On January 20, 2017, Pomerantz LLP was appointed Lead Counsel in a class action lawsuit against Samarco Mineração S.A. (“Samarco” or the “Company”) and certain of its officers.   The class action, filed in United States District Court, Southern District of New York, and docketed under 16-cv-08800, is on behalf of a class consisting of all persons or entities who purchased or otherwise acquired Samarco’s 10-year notes respectively due 2022, 2023, and 2024 (collectively, the “Notes”) between October 31, 2012 and November 30, 2015, both dates inclusive (the “Class Period”), seeking to recover compensable damages caused by Defendants’ violations of the Exchange Act of 1934.

Samarco is a privately held Brazilian mining company, controlled in equal parts by the Brazilian mining company Vale S.A. (“Vale”) and the Australian mining company BHP Billiton Limited (“BHP”).  The Company’s main product is iron ore pellets, made from minerals with low ore content and sold to steel makers worldwide.

Between 2012 and 2014, Samarco conducted at least three debt offerings.  In 2012, the Company offered an aggregate principal amount of $1 billion of 4.125% notes due 2022 (the “2022 Notes”).  In 2013, the Company offered an aggregate principal amount of $700 million of 5.75% notes due 2023 (the “2023 Notes”).  In 2014, the Company offered an aggregate principal amount of $500 million of 5.375% notes due 2024 (the “2024 Notes”).

The complaint alleges that throughout the Class Period, Defendants made false and/or misleading statements and/or failed to disclose that: (i) the Company’s Fundão tailings dam had longstanding systemic and structural defects; (ii) despite representing to investors that Samarco had mitigated the risk of a catastrophic accident as much as possible through “a combination of risk management, careful evaluation, experience and knowledge,” Samarco had in fact ignored repeated, reliable warnings regarding the condition of the Fundão tailings dam; and (iii) as a result of the foregoing, Defendants’ statements about Samarco’s business, operations, and prospects were false and misleading and/or lacked a reasonable basis.

On November 5, 2015, Samarco’s Fundão tailings dam burst, causing the downstream Santarem water dam to overflow, flooding 60 million cubic meters of land, decimating the indigenous village of Bento Rodrigues, and contaminating the Rio Doce River and the water supply for 200 towns with arsenic, lead, chromium and various other heavy metals. Subsequent investigations revealed that Samarco had for years disregarded safety concerns raised with respect to the Fundão dam, refusing to implement an emergency management plan, disregarding warnings of design deficiencies and the consequences of expanding the dam, and ignoring recommendations to install pressure sensors and monitor the dam even after cracks appeared in it.  Brazilian prosecutors have accused Samarco of deliberate misconduct, charged 21 of its executives with qualified homicide in connection with the dam’s failure, and are seeking billions of dollars in compensatory and environmental recovery fees from the Company.  Samarco has not resumed its mining operations since the collapse.

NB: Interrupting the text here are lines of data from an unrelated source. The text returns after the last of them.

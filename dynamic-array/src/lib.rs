//! # Dynamic Array
//!
//! A generic, index-addressable sequence container with contiguous storage and
//! amortized constant-time growth.
//!
//! [`DynamicArray<T>`] owns a single backing store of fixed capacity at any
//! instant plus a logical length. Elements occupy positions `[0, len)` with no
//! gaps; insertions and removals in the middle shift their neighbours by one
//! slot.
//!
//! ## Features
//!
//! - **Positional insertion** – [`insert_at`], [`insert_front`] & [`insert_back`]
//! - **Positional removal** – [`remove_at`], [`remove_front`] & [`remove_back`]
//! - **Lookup** – O(1) [`get`] and a reverse linear scan with [`last_index_of`]
//! - **Doubling growth** – capacity starts at [`INITIAL_CAPACITY`] (9) and doubles
//!   whenever an insertion finds the store full (9 → 18 → 36 → …)
//! - **No shrinking** – removals never release capacity; only [`clear`] resets it
//! - **`serde` support** – optional, behind the `serde` Cargo feature
//!
//! ## Error Policy
//!
//! Out-of-range indices and absent values are reported as
//! [`DynamicArrayError`] before anything is mutated. Removing from the front or
//! back of an empty array is **not** an error: those calls return `None`.
//! Removing by index from an empty array still fails with
//! [`DynamicArrayError::OutOfBounds`].
//!
//! ## Quick Example
//!
//! ```rust
//! use dynamic_array::{DynamicArray, DynamicArrayError};
//!
//! let mut array: DynamicArray<u32> = DynamicArray::new();
//! for value in 1..=10 {
//!     array.insert_back(value)?;
//! }
//! assert_eq!(array.capacity(), 18);
//!
//! assert_eq!(array.last_index_of(&5)?, Some(4));
//! assert_eq!(array.remove_at(4)?, 5);
//! assert_eq!(array.get(4)?, &6);
//!
//! assert_eq!(array.remove_front(), Some(1));
//! assert_eq!(array.len(), 8);
//! # Ok::<(), DynamicArrayError>(())
//! ```
//!
//! ## Logging
//!
//! Growth and clearing emit `tracing` events (`debug` and `trace` levels). The
//! crate never installs a subscriber.
//!
//! [`insert_at`]: DynamicArray::insert_at
//! [`insert_front`]: DynamicArray::insert_front
//! [`insert_back`]: DynamicArray::insert_back
//! [`remove_at`]: DynamicArray::remove_at
//! [`remove_front`]: DynamicArray::remove_front
//! [`remove_back`]: DynamicArray::remove_back
//! [`get`]: DynamicArray::get
//! [`last_index_of`]: DynamicArray::last_index_of
//! [`clear`]: DynamicArray::clear

pub mod error;
pub mod generic;
#[cfg(feature = "serde")]
mod serde_impl;

pub use error::{DynamicArrayError, Result};
pub use generic::dynamic_array::DynamicArray;
pub use generic::growth::INITIAL_CAPACITY;
//! `serde` support for [`DynamicArray`], enabled with the `serde` feature.
//!
//! An array serializes as a plain sequence of its live elements. Deserializing
//! appends every element in order, so the rebuilt array's capacity follows the
//! normal growth policy rather than whatever the source array had.

use core::fmt;
use core::marker::PhantomData;

use serde::de::{Error as _, SeqAccess, Visitor};
use serde::ser::SerializeSeq;
use serde::{Deserialize, Deserializer, Serialize, Serializer};

use crate::DynamicArray;

impl<T: Serialize> Serialize for DynamicArray<T> {
    fn serialize<S>(&self, serializer: S) -> core::result::Result<S::Ok, S::Error>
    where
        S: Serializer,
    {
        let mut seq = serializer.serialize_seq(Some(self.len()))?;
        for element in self.live().iter().flatten() {
            seq.serialize_element(element)?;
        }
        seq.end()
    }
}

struct DynamicArrayVisitor<T>(PhantomData<T>);

impl<'de, T: Deserialize<'de>> Visitor<'de> for DynamicArrayVisitor<T> {
    type Value = DynamicArray<T>;

    fn expecting(&self, formatter: &mut fmt::Formatter) -> fmt::Result {
        formatter.write_str("a sequence of elements")
    }

    fn visit_seq<A>(self, mut seq: A) -> core::result::Result<Self::Value, A::Error>
    where
        A: SeqAccess<'de>,
    {
        let mut array = DynamicArray::new();
        while let Some(element) = seq.next_element::<T>()? {
            array.insert_back(element).map_err(|e| {
                A::Error::custom(format!("Failed to append deserialized element: {}", e))
            })?;
        }
        Ok(array)
    }
}

impl<'de, T: Deserialize<'de>> Deserialize<'de> for DynamicArray<T> {
    fn deserialize<D>(deserializer: D) -> core::result::Result<Self, D::Error>
    where
        D: Deserializer<'de>,
    {
        deserializer.deserialize_seq(DynamicArrayVisitor(PhantomData))
    }
}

The offering memoranda issued in connection with Samarco’s offerings of the Notes and the annual management reports issued by Samarco during the Class Period misrepresented material facts concerning the Company’s programs and procedures to mitigate environmental, health and safety concerns associated with its tailings dams.  When the truth about the Company’s operations was revealed by the collapse of the Fundão dam and investigation into its causes, the value of Samarco’s Notes significantly declined, harming investors.